Первые камни и дубины стукнули в запертые ворота. Толпа прихлынула к княжескому подворью. Дружинники ощетинились, растерянные и готовые сражаться, но навстречу народу бросилась Любава. Бесстрашно метнула в толпу золота и серебра, повелела на другой день именем княгини раздавать по площадям и у церквей милостыню нищим и всем жаждущим. Проглотив подачку, киевская чернь отхлынула прочь, но сторонники Мономаха не умолкали. Пришли люди от Печерской лавры - архимандрит отказался поддерживать иных князей, прямо говоря, что Мономах - единственный, кто нужен Руси. И толпа двинулась прочь, отыскивая, на ком бы выместить накопившееся зло.

- Идем к боярам! - раздавались с улицы крики. - Спросим с них, почто своего князя сажают!

- Почто кабалят нас?

- Евреи! Евреи виновны! Они кровь русскую пьют, а бояре им споспешествуют! И Путята первый среди них!

- Все они с нашего пота и крови жиреют! Вон у боярина Никифора какие хоромы!

- Он тоже с евреями заодно!..

- Пошли к боярам! Спросим с них! Спросим!..

Стоя у ворот вместе со своими отроками, Иванок с тревогой прислушивался к крикам толпы. Когда камни стучали в створки, перелетая порой через забор во двор, он был готов сражаться за князя, его жену и детей. Когда Любава вышла к толпе, оделяя ее золотом, он молча молился о Божьем милосердии. Но сейчас сердце его обливалось холодным потом - усмирить чернь оказалось не так просто. У княжеского подворья бушевала одна толпа, а сколько еще народа так же бродят по городу? И все они ждут своего часа, чтобы стребовать с бояр за все утеснения. Кто знает, чей дом им попадется первым! А ведь Зелга дома одна, с малыми детьми…

Иванок не долго сомневался.
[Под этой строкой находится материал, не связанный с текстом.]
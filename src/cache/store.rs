//! Section store for persisting record batches to disk
//!
//! Provides a `SectionStore` that keeps one JSON file per section, holding the
//! section's records and the time they were written. Unreadable files are
//! treated as absent so a corrupt cache never blocks serving.

use std::fs;
use std::io::Write;
use std::path::{Path, PathBuf};

use directories::ProjectDirs;
use serde::{Deserialize, Serialize};
use thiserror::Error;
use tracing::debug;

use crate::data::{now_millis, Record};

/// Errors that can occur when writing a section to disk
#[derive(Debug, Error)]
pub enum StoreError {
    /// Directory creation, write or rename failed
    #[error("cache I/O failed: {0}")]
    Io(#[from] std::io::Error),

    /// Records could not be encoded
    #[error("cache serialization failed: {0}")]
    Serialize(#[from] serde_json::Error),
}

/// On-disk shape of a section file
#[derive(Debug, Clone, PartialEq, Serialize, Deserialize)]
pub struct StoredSection {
    /// The section's records in recency order
    #[serde(rename = "noticias", alias = "records")]
    pub records: Vec<Record>,
    /// When the records were written, in epoch milliseconds
    #[serde(default)]
    pub timestamp: i64,
}

/// Reads and writes section files
///
/// Files live in an XDG-compliant cache directory (`~/.cache/radiofeed/` on
/// Linux) unless a directory is given explicitly.
#[derive(Debug, Clone)]
pub struct SectionStore {
    /// Directory where section files are stored
    cache_dir: PathBuf,
}

impl SectionStore {
    /// Creates a store using the XDG cache directory
    ///
    /// Returns `None` if the cache directory cannot be determined (e.g., no home directory).
    pub fn new() -> Option<Self> {
        let project_dirs = ProjectDirs::from("", "", "radiofeed")?;
        let cache_dir = project_dirs.cache_dir().to_path_buf();
        Some(Self { cache_dir })
    }

    /// Creates a store with a custom directory
    pub fn with_dir(cache_dir: PathBuf) -> Self {
        Self { cache_dir }
    }

    pub fn cache_dir(&self) -> &Path {
        &self.cache_dir
    }

    /// Returns the path to the file for a section
    pub fn section_path(&self, section: &str) -> PathBuf {
        self.cache_dir.join(format!("{}-cache.json", section))
    }

    /// Ensures the cache directory exists
    fn ensure_dir(&self) -> std::io::Result<()> {
        fs::create_dir_all(&self.cache_dir)
    }

    /// Loads a section
    ///
    /// Returns `None` if the file doesn't exist or cannot be parsed.
    pub fn load(&self, section: &str) -> Option<StoredSection> {
        let path = self.section_path(section);
        let content = match fs::read_to_string(&path) {
            Ok(content) => content,
            Err(e) => {
                debug!(section, path = %path.display(), error = %e, "No readable cache file");
                return None;
            }
        };

        match serde_json::from_str::<StoredSection>(&content) {
            Ok(stored) => Some(stored),
            Err(e) => {
                debug!(section, path = %path.display(), error = %e, "Ignoring malformed cache file");
                None
            }
        }
    }

    /// Saves a section stamped with the current time
    ///
    /// The whole file is replaced; no cap is applied here.
    pub fn save(&self, section: &str, records: &[Record]) -> Result<(), StoreError> {
        self.save_at(section, records, now_millis())
    }

    /// Saves a section with an explicit timestamp
    ///
    /// Each call writes its own uniquely named sibling file and renames it
    /// into place, so readers never observe a partial file and overlapping
    /// writers never share a temporary path.
    pub fn save_at(&self, section: &str, records: &[Record], timestamp: i64) -> Result<(), StoreError> {
        self.ensure_dir()?;

        let stored = StoredSectionRef { records, timestamp };
        let json = serde_json::to_string_pretty(&stored)?;

        let target = self.section_path(section);
        let mut tmp = tempfile::Builder::new()
            .prefix(&format!(".{}-cache.", section))
            .suffix(".tmp")
            .tempfile_in(&self.cache_dir)?;
        tmp.write_all(json.as_bytes())?;
        tmp.as_file().sync_all()?;
        tmp.persist(&target).map_err(|e| e.error)?;

        debug!(section, count = records.len(), "Section cache written");
        Ok(())
    }
}

/// Borrowing twin of [`StoredSection`] for writes
#[derive(Serialize)]
struct StoredSectionRef<'a> {
    #[serde(rename = "noticias")]
    records: &'a [Record],
    timestamp: i64,
}

#[cfg(test)]
mod tests {
    use super::*;
    use tempfile::TempDir;

    fn create_test_store() -> (SectionStore, TempDir) {
        let temp_dir = TempDir::new().expect("Failed to create temp directory");
        let store = SectionStore::with_dir(temp_dir.path().to_path_buf());
        (store, temp_dir)
    }

    fn sample_records() -> Vec<Record> {
        vec![
            Record::new("Primera noticia del día", "https://x.uy/1").with_pub_date("2024-01-02"),
            Record::new("Segunda noticia del día", "https://x.uy/2"),
        ]
    }

    #[test]
    fn test_save_creates_section_file() {
        let (store, temp_dir) = create_test_store();

        store.save("noticias", &sample_records()).expect("Save should succeed");

        let expected_path = temp_dir.path().join("noticias-cache.json");
        assert!(expected_path.exists(), "Section file should exist");

        let content = fs::read_to_string(&expected_path).expect("Should read file");
        assert!(content.contains("\"noticias\""));
        assert!(content.contains("\"timestamp\""));
        assert!(content.contains("Primera noticia"));
    }

    #[test]
    fn test_load_returns_none_for_missing_section() {
        let (store, _temp_dir) = create_test_store();
        assert!(store.load("musica").is_none());
    }

    #[test]
    fn test_load_returns_none_for_malformed_file() {
        let (store, temp_dir) = create_test_store();
        fs::write(temp_dir.path().join("musica-cache.json"), "{ broken").unwrap();

        assert!(store.load("musica").is_none());
    }

    #[test]
    fn test_load_returns_none_when_records_missing() {
        let (store, temp_dir) = create_test_store();
        fs::write(temp_dir.path().join("musica-cache.json"), r#"{"timestamp": 5}"#).unwrap();

        assert!(store.load("musica").is_none());
    }

    #[test]
    fn test_save_then_load_returns_same_records() {
        let (store, _temp_dir) = create_test_store();
        let records = sample_records();

        let before = now_millis();
        store.save("farandula", &records).expect("Save should succeed");

        let loaded = store.load("farandula").expect("Should load section");
        assert_eq!(loaded.records, records);
        assert!(loaded.timestamp >= before);
    }

    #[test]
    fn test_load_accepts_records_key() {
        let (store, temp_dir) = create_test_store();
        fs::write(
            temp_dir.path().join("noticias-cache.json"),
            r#"{"records": [{"title": "T", "link": "https://x"}], "timestamp": 9}"#,
        )
        .unwrap();

        let loaded = store.load("noticias").expect("Should load section");
        assert_eq!(loaded.records.len(), 1);
        assert_eq!(loaded.timestamp, 9);
    }

    #[test]
    fn test_save_at_keeps_timestamp() {
        let (store, _temp_dir) = create_test_store();

        store.save_at("noticias", &sample_records(), 123).expect("Save should succeed");

        assert_eq!(store.load("noticias").unwrap().timestamp, 123);
    }

    #[test]
    fn test_save_overwrites_and_leaves_no_temp_file() {
        let (store, temp_dir) = create_test_store();
        let records = sample_records();

        store.save("noticias", &records).expect("First save should succeed");
        store.save("noticias", &records[..1]).expect("Second save should succeed");

        assert_eq!(store.load("noticias").unwrap().records.len(), 1);
        let leftovers: Vec<_> = fs::read_dir(temp_dir.path())
            .unwrap()
            .filter_map(Result::ok)
            .filter(|e| e.file_name().to_string_lossy().ends_with(".tmp"))
            .collect();
        assert!(leftovers.is_empty());
    }

    #[test]
    fn test_concurrent_saves_to_one_section_all_succeed() {
        let (store, temp_dir) = create_test_store();
        let records = sample_records();

        for _ in 0..50 {
            std::thread::scope(|scope| {
                let handles: Vec<_> = (0..4)
                    .map(|i| {
                        let store = &store;
                        let batch = &records[..1 + i % 2];
                        scope.spawn(move || store.save("noticias", batch))
                    })
                    .collect();
                for handle in handles {
                    handle
                        .join()
                        .expect("writer thread panicked")
                        .expect("Concurrent save should succeed");
                }
            });

            let loaded = store.load("noticias").expect("Should load section");
            assert!(!loaded.records.is_empty());
        }

        let leftovers = fs::read_dir(temp_dir.path())
            .unwrap()
            .filter_map(Result::ok)
            .filter(|e| e.file_name().to_string_lossy().ends_with(".tmp"))
            .count();
        assert_eq!(leftovers, 0);
    }

    #[test]
    fn test_save_creates_directory_if_missing() {
        let temp_dir = TempDir::new().expect("Failed to create temp directory");
        let nested_path = temp_dir.path().join("nested").join("cache");
        let store = SectionStore::with_dir(nested_path.clone());

        store.save("musica", &sample_records()).expect("Save should succeed");

        assert!(nested_path.join("musica-cache.json").exists());
    }

    #[test]
    fn test_new_creates_xdg_compliant_path() {
        if let Some(store) = SectionStore::new() {
            let path_str = store.cache_dir().to_string_lossy();
            assert!(path_str.contains("radiofeed"), "Cache path should contain project name");
        }
        // Test passes if new() returns None (e.g., no home directory in CI)
    }
}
В удаляющейся толпе слышалась жажда крови. Предотвратить смертоубийство он был не в силах, но спасти свою кровь, свою семью был обязан. И Иванок обернулся к отрокам.

- Ворочаемся назад, - приказал он. - Свой дом спасать. - Разглядел на двух-трех лицах недоумение, уточнил: - Кто желает - за мной. Кто не желает - не неволю!

Несколько дружинников отшагнули прочь, но другие только теснее сомкнулись вокруг боярина. Остальные бояре и старшие дружинники, оставшиеся верными Святополку и его вдове, провожали его колючими холодными взглядами, как смотрят на труса и предателя. Иванок чувствовал на себе их взгляды, ненавидел себя за это, но когда наконец, замирая сердцем на каждый звук или движение, ворвался на свое подворье и увидел на крыльце выскочившую ему навстречу Зелгу, у него отлегло от сердца и все сомнения исчезли враз.

- Что там? Что? - прижимая к груди меньшого сынишку, спрашивала боярыня.

- Чернь бунтует, - сказал Иванок и, обнимая покачнувшуюся было жену, повысил голос, строго озирая всех: - Мы сей же час уезжаем. В сельцо наше, в Старое!

Зелга запричитала в голос, словно ее вели на казнь, но сенные девки и холопки уже забегали, собирая боярское добро. Не ведая, придется ли снова ворочаться сюда, Иванок хотел взять как можно больше и усадил на коней всех холопов, обещав им леготу, а закупам прощение долга, ежели они в целости доставят его добро и семью в Старое село.

Выехали они под вечер, когда Киев взбунтовался и где-то рухнули первые разбитые ворота боярского дома. Их пытались задержать, какие-то люди бросались чуть ли не под копыта коней. Нескольких боярские отроки порубили, расчищая путь возкам и подводам, и вылетели вон из Киева, оставляя позади не только город, но и прежнюю жизнь. В Старое добрались затемно.

Несколько дней потом жили в страхе. У Зелги от пережитого пропало молоко, и еле удалось сыскать для ребенка кормилицу. Иванок каждый час ждал перемен. Через своих отроков, которых он время от времени посылал в город, удалось узнать многое.

Чернь бунтовала несколько дней. По улицам Киева текла кровь. Дворы Путяты Вышатича и Никифора Коснятича были разграблены подчистую, а самого боярина Путяту убили. Побили некоторых евреев-ростовщиков, а их дома и лавки пожгли. Забыв Божий страх, едва не разрушили синагогу, где заперлись иудейские семьи.

А потом к столице с двух сторон подошли княжеские дружины.

Привел своих воев Давыд Святославич Черниговский, и явился, заняв сразу княжий двор в Берестове, Владимир Всеволодович Мономах. Две грозные силы, готовые драться за власть, стояли друг против друга, ожидая, в какую сторону качнутся весы народной любви и гнева.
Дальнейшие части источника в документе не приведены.